CREATE TABLE `table` (
  `id_security` int(11) NOT NULL,
  `id_field` int(11) NOT NULL,
  `currency` varchar(3) DEFAULT NULL,
  `date` date NOT NULL,
  `timestamp` datetime DEFAULT CURRENT_TIMESTAMP,
  `value` double DEFAULT NULL,
  `source` int(11) NOT NULL DEFAULT '0',
  PRIMARY KEY (`id_security`,`id_field`,`date`,`source`)
) ENGINE=InnoDB DEFAULT CHARSET=latin1;

We played around with the indexes to get a feeling for the problem. But as long as the PRIMARY KEY is in there, it doesn't make a difference.

The id in the WHERE clause is a single integer.

innodb_buffer_pool_size is 3/4 of the memory, so 6GB (default RDS setting)

As we use the SAME query for all requests in this dummy example, innodb_buffer_pool is hit 100% and we have zero IO reads.

Futhermore even if we do a smaller query on a tiny dummy table, we see a similar effect.

In Production usually 500 to 20,000 lines are fetched with one query (Timeseries data).

In this dummy example we tried up to 200 threads (s. max_worker)

Regarding the production environment:

We are using the Flask framework
The server runs on AWS Beanstalk and we allow up to 200 Threads on the webserver (So 200 concurrent web requests should be handeled). We increased that to this high number, because of those slow requests that would otherwise block further requests.
The server is usually hit with up to 20 web requests at the same time
Each of those 20 web requests, can spawn up to 16 further threads to parallely pull data from the MySQL Webserver.
So in an extreme case we see up to 100 to 200 concurrent requets on the database. This is why we created the dummy case to simulate the behavior to understand where the bottleneck is.
"Select *" was also simplified for the dummy example, usually we just pull "date" and "value" and we use different id_security values

Is there a better way to test, if the Futures/Threads Overhead in Python is the problem or the concurrent requests on the MySQL database itself? Is it right to assume, that MySQL should easily be able to handle 100 concurrent queries that are completly in the innodb_buffer_pool, without slowing down by a factor of 5 to 10?

Update 3:

As requested:

SELECT COUNT(*) FROM information_schema.tables;: https://pastebin.com/SRmKupdC -- 392 rows

SHOW GLOBAL STATUS; https://pastebin.com/6F8kjCX6

SHOW GLOBAL VARIABLES; https://pastebin.com/r5tmFX7d

SHOW FULL PROCESSLIST; (In Idle) https://pastebin.com/Q3DhEZxV -- Nothing exciting

SHOW FULL PROCESSLIST; (With some load on webserver) https://pastebin.com/4FK1FjEC -- One query, running for only 0 seconds:

SELECT  date as d,
    value  as v
    FROM  datalake.series_security
    WHERE  id_security = 1008
      AND  date >= '1962-02-09 00:00:00'
      AND  date <= '2099-01-01 00:00:00'
      AND  id_field=100
    ORDER BY  date ASC |

STATUS https://pastebin.com/X5SL64XK -- mostly latin1

SHOW ENGINE INNODB STATUS; (Idle) https://pastebin.com/JPiqF76s --yawn.

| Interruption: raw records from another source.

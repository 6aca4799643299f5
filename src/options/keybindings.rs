use std::collections::HashMap;

use serde::{Deserialize, Serialize};

use crate::input::KeyAction;

#[derive(Debug, Clone, Serialize, Deserialize, PartialEq, Eq)]
#[serde(default)]
/// Configurable keyboard bindings mapping actions to key codes.
pub struct KeybindingOptions {
    /// Maps action → key string (e.g. `TogglePlayback` → `"Space"`).
    pub bindings: HashMap<KeyAction, String>,
    /// Reverse lookup cache (key string → action). Rebuilt on load.
    #[serde(skip)]
    key_to_action: HashMap<String, KeyAction>,
}

impl Default for KeybindingOptions {
    fn default() -> Self {
        let bindings = HashMap::from([
            (KeyAction::TogglePlayback, "Space".into()),
            (KeyAction::ClearSelection, "Escape".into()),
            (KeyAction::ResetCamera, "KeyR".into()),
            (KeyAction::FasterTime, "BracketRight".into()),
            (KeyAction::SlowerTime, "BracketLeft".into()),
        ]);

        let mut opts = Self {
            bindings,
            key_to_action: HashMap::new(),
        };
        opts.rebuild_reverse_map();
        opts
    }
}

impl KeybindingOptions {
    /// Rebuild the reverse lookup map (key string → action).
    pub fn rebuild_reverse_map(&mut self) {
        self.key_to_action.clear();
        for (action, key) in &self.bindings {
            let _ = self.key_to_action.insert(key.clone(), *action);
        }
    }

    /// Look up the action for a key string.
    #[must_use]
    pub fn lookup(&self, key: &str) -> Option<KeyAction> {
        self.key_to_action.get(key).copied()
    }
}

SHOW ENGINE INNODB STATUS; (With some load on webserver) https://pastebin.com/GGsmzsXz -- essentially idle

Solution

We found, that it has nothing to do with MySQL but with the Global Interpreter Lock (GIL) of Python.

Due to the fact that the function read_db() /pd.read_sql(query, con) is CPU-bound and Python has the GIL, the query results are received and processed sequentially.

One solution is to use multiprocessing instead of multithreading. One can easily exchange the ThreadPoolExecutor with the ProcessPoolExecutor from concurrent.futures.